═══ Given data

//! Relevance Ranker - 검색 유닛 스코어링
//!
//! 두 전략은 배포 단위로 상호 배타적입니다.
//! - Keyword: 유닛이 상속한 키워드 집합과 질의 용어의 정확 일치 (기본값)
//! - Fuzzy: 유닛 본문 토큰과의 정규화 Levenshtein 유사도
//!
//! 어느 쪽이든 정렬은 점수 내림차순, 동점은 인덱싱 순서이므로 결정적입니다.

use std::cmp::Ordering;
use std::collections::HashSet;
use std::fmt;
use std::str::FromStr;

use crate::knowledge::{SearchIndex, SearchUnit};

use super::fuzzy::FuzzyRanker;
use super::text::fold_diacritics;

/// 기본 고가치 용어 (가격, 나이, 유효기간, 기간, 포함 내역, 취소)
const DEFAULT_HIGH_VALUE_TERMS: &[&str] = &[
    "pris", "priset", "priser", "kostar", "kostnad", "kosta", "ålder", "gammal", "giltig",
    "giltighet", "länge", "ingår", "avboka", "avbokning",
];

// ============================================================================
// Types
// ============================================================================

/// 스코어링된 후보
#[derive(Debug, Clone)]
pub struct Candidate<'a> {
    pub unit: &'a SearchUnit,
    pub score: f32,
}

/// 랭킹 전략
#[derive(Debug, Clone, Copy, PartialEq, Eq, Default)]
pub enum RankingStrategy {
    #[default]
    Keyword,
    Fuzzy,
}

impl FromStr for RankingStrategy {
    type Err = String;

    fn from_str(s: &str) -> Result<Self, Self::Err> {
        match s.trim().to_lowercase().as_str() {
            "keyword" | "keywords" => Ok(Self::Keyword),
            "fuzzy" => Ok(Self::Fuzzy),
            other => Err(format!(
                "Unknown ranking strategy '{}' (expected keyword or fuzzy)",
                other
            )),
        }
    }
}

impl fmt::Display for RankingStrategy {
    fn fmt(&self, f: &mut fmt::Formatter<'_>) -> fmt::Result {
        match self {
            Self::Keyword => f.write_str("keyword"),
            Self::Fuzzy => f.write_str("fuzzy"),
        }
    }
}

/// 랭킹 설정
#[derive(Debug, Clone)]
pub struct RankingConfig {
    pub strategy: RankingStrategy,
    /// 고가치 용어 가중치
    pub high_value_weight: f32,
    /// 일반 용어 가중치
    pub base_weight: f32,
    /// 서로 다른 용어가 2개 이상 일치할 때 용어당 보너스
    pub multi_match_bonus: f32,
    /// 퍼지 유사도 임계값 (0.0 ~ 1.0)
    pub fuzzy_threshold: f32,
    /// 도메인 고가치 용어 (도시 이름은 인덱스에서 자동 추가)
    pub high_value_terms: Vec<String>,
}

impl Default for RankingConfig {
    fn default() -> Self {
        Self {
            strategy: RankingStrategy::Keyword,
            high_value_weight: 5.0,
            base_weight: 2.0,
            multi_match_bonus: 3.0,
            fuzzy_threshold: 0.8,
            high_value_terms: DEFAULT_HIGH_VALUE_TERMS
                .iter()
                .map(|t| t.to_string())
                .collect(),
        }
    }
}

impl RankingConfig {
    /// 퍼지 전략 프리셋
    pub fn fuzzy() -> Self {
        Self {
            strategy: RankingStrategy::Fuzzy,
            ..Self::default()
        }
    }

    /// 모든 용어를 같은 가중치로 (단조성 검증용)
    pub fn uniform() -> Self {
        Self {
            high_value_weight: 2.0,
            ..Self::default()
        }
    }
}

// ============================================================================
// Ranker Trait
// ============================================================================

/// 랭커 트레이트
pub trait Ranker: Send + Sync {
    /// 모든 유닛을 질의 용어로 스코어링
    ///
    /// 점수 0인 유닛은 제외되며, 결과는 정렬되어 있습니다.
    fn rank<'a>(&self, terms: &[String], index: &'a SearchIndex) -> Vec<Candidate<'a>>;

    /// 랭커 이름
    fn name(&self) -> &'static str;
}

// ============================================================================
// KeywordRanker
// ============================================================================

/// 키워드 랭커
pub struct KeywordRanker {
    high_value_weight: f32,
    base_weight: f32,
    multi_match_bonus: f32,
    high_value_terms: HashSet<String>,
}

impl KeywordRanker {
    pub fn new(config: &RankingConfig) -> Self {
        Self {
            high_value_weight: config.high_value_weight,
            base_weight: config.base_weight,
            multi_match_bonus: config.multi_match_bonus,
            high_value_terms: config
                .high_value_terms
                .iter()
                .map(|t| fold_diacritics(t.trim()))
                .collect(),
        }
    }

    fn weight(&self, term: &str, index: &SearchIndex) -> f32 {
        let folded = fold_diacritics(term);
        if self.high_value_terms.contains(&folded) || index.city_terms().contains(&folded) {
            self.high_value_weight
        } else {
            self.base_weight
        }
    }

    /// 단일 유닛 점수
    pub fn score(&self, terms: &[String], unit: &SearchUnit, index: &SearchIndex) -> f32 {
        let mut score = 0.0;
        let mut matched = 0usize;

        for term in terms {
            if unit.keywords.contains(term) {
                score += self.weight(term, index);
                matched += 1;
            }
        }

        if matched > 1 {
            score += self.multi_match_bonus * matched as f32;
        }
        score
    }
}

impl Ranker for KeywordRanker {
    fn rank<'a>(&self, terms: &[String], index: &'a SearchIndex) -> Vec<Candidate<'a>> {
        let mut candidates: Vec<Candidate<'a>> = index
            .units()
            .iter()
            .filter(|unit| !unit.keywords.is_empty())
            .filter_map(|unit| {
                let score = self.score(terms, unit, index);
                (score > 0.0).then_some(Candidate { unit, score })
            })
            .collect();

        sort_candidates(&mut candidates);
        tracing::debug!(
            "Keyword ranking: {} candidates for {} terms",
            candidates.len(),
            terms.len()
        );
        candidates
    }

    fn name(&self) -> &'static str {
        "keyword"
    }
}

// ============================================================================
// Helper Functions
// ============================================================================

/// 점수 내림차순, 동점은 인덱싱 순서
pub(crate) fn sort_candidates(candidates: &mut [Candidate<'_>]) {
    candidates.sort_by(|a, b| {
        b.score
            .partial_cmp(&a.score)
            .unwrap_or(Ordering::Equal)
            .then_with(|| a.unit.ordinal.cmp(&b.unit.ordinal))
    });
}

// ============================================================================
// Factory Functions
// ============================================================================

/// 설정된 전략의 랭커 생성
pub fn create_ranker(config: &RankingConfig) -> Box<dyn Ranker> {
    match config.strategy {
        RankingStrategy::Keyword => Box::new(KeywordRanker::new(config)),
        RankingStrategy::Fuzzy => Box::new(FuzzyRanker::new(config.fuzzy_threshold)),
    }
}

// ============================================================================
// Tests
// ============================================================================

#[cfg(test)]
mod tests {
    use super::*;
    use crate::knowledge::{fixtures, IndexConfig, KnowledgeBase, KnowledgeDocument};
    use crate::retrieval::text::query_terms;
    use serde_json::json;

    fn terms(q: &str) -> Vec<String> {
        query_terms(q, 3)
    }

    #[test]
    fn test_strategy_from_str() {
        assert_eq!("keyword".parse::<RankingStrategy>(), Ok(RankingStrategy::Keyword));
        assert_eq!(" Fuzzy ".parse::<RankingStrategy>(), Ok(RankingStrategy::Fuzzy));
        assert!("semantic".parse::<RankingStrategy>().is_err());
        assert_eq!(RankingStrategy::Fuzzy.to_string(), "fuzzy");
    }

    #[test]
    fn test_keyword_match_is_verbatim() {
        let kb = KnowledgeBase {
            documents: vec![KnowledgeDocument::from_json(
                "halkbana",
                json!({ "keywords": ["malmö", "halka"], "info": "Halkbanan ligger utanför stan." }),
            )
            .unwrap()],
            ..KnowledgeBase::default()
        };
        let index = SearchIndex::build(&kb, &IndexConfig::default());
        let ranker = KeywordRanker::new(&RankingConfig::default());
        let unit = &index.units()[0];

        assert_eq!(ranker.score(&terms("halka i Malmö"), unit, &index), 2.0 + 2.0 + 3.0 * 2.0);
        // 악센트가 빠진 용어는 키워드와 일치하지 않음
        assert_eq!(ranker.score(&terms("halka i Malmo"), unit, &index), 2.0);
    }

    #[test]
    fn test_price_question_scores_root_section() {
        let index = fixtures::index();
        let ranker = KeywordRanker::new(&RankingConfig::default());
        let candidates = ranker.rank(&terms("Vad kostar AM-kurset i Malmö?"), &index);

        let top = &candidates[0];
        assert_eq!(top.unit.section_key, "am_kurs > AM-kurs");
        // kostar(5) + kurset(2) + 보너스 3*2
        assert_eq!(top.score, 13.0);
    }

    #[test]
    fn test_city_terms_are_high_value() {
        let kb = KnowledgeBase {
            documents: vec![KnowledgeDocument::from_json(
                "t",
                json!({ "keywords": ["lund", "kurs"], "text": "x" }),
            )
            .unwrap()],
            offices: fixtures::knowledge_base().offices,
            topic_synonyms: vec![],
        };
        let index = SearchIndex::build(&kb, &IndexConfig::default());
        let ranker = KeywordRanker::new(&RankingConfig::default());

        let city = ranker.rank(&terms("lund"), &index);
        let plain = ranker.rank(&terms("kurs"), &index);
        assert_eq!(city[0].score, 5.0);
        assert_eq!(plain[0].score, 2.0);
    }

    #[test]
    fn test_no_match_is_empty() {
        let index = fixtures::index();
        let ranker = KeywordRanker::new(&RankingConfig::default());
        assert!(ranker.rank(&terms("xyzzy plugh"), &index).is_empty());
        assert!(ranker.rank(&[], &index).is_empty());
    }

    #[test]
    fn test_ranking_is_deterministic_with_tie_order() {
        let index = fixtures::index();
        let ranker = KeywordRanker::new(&RankingConfig::default());
        let q = terms("Hur fungerar en intensivkurs?");

        let first: Vec<usize> = ranker.rank(&q, &index).iter().map(|c| c.unit.ordinal).collect();
        let second: Vec<usize> = ranker.rank(&q, &index).iter().map(|c| c.unit.ordinal).collect();
        assert_eq!(first, second);

        let candidates = ranker.rank(&q, &index);
        assert_eq!(candidates[0].score, candidates[1].score);
        assert!(candidates[0].unit.ordinal < candidates[1].unit.ordinal);
        assert_eq!(candidates[0].unit.topic, "intensivkurs_bil");
    }

    #[test]
    fn test_superset_never_scores_lower() {
        let index = fixtures::index();
        let ranker = KeywordRanker::new(&RankingConfig::uniform());
        let unit = index
            .units()
            .iter()
            .find(|u| u.section_key == "introduktionskurs > Introduktionskurs > Giltighet")
            .unwrap();

        let subsets = [
            terms("giltig"),
            terms("giltig länge"),
            terms("giltig länge introduktionskurs"),
            terms("giltig länge introduktionskurs giltighet"),
        ];
        let scores: Vec<f32> = subsets.iter().map(|t| ranker.score(t, unit, &index)).collect();
        for pair in scores.windows(2) {
            assert!(pair[1] >= pair[0], "{:?}", scores);
        }
    }

    #[test]
    fn test_create_ranker() {
        assert_eq!(create_ranker(&RankingConfig::default()).name(), "keyword");
        assert_eq!(create_ranker(&RankingConfig::fuzzy()).name(), "fuzzy");
    }
}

══════

Each line above that holds the string "내림차순" should be copied and shown.

### Solution for this task
//! 어느 쪽이든 정렬은 점수 내림차순, 동점은 인덱싱 순서이므로 결정적입니다.
/// 점수 내림차순, 동점은 인덱싱 순서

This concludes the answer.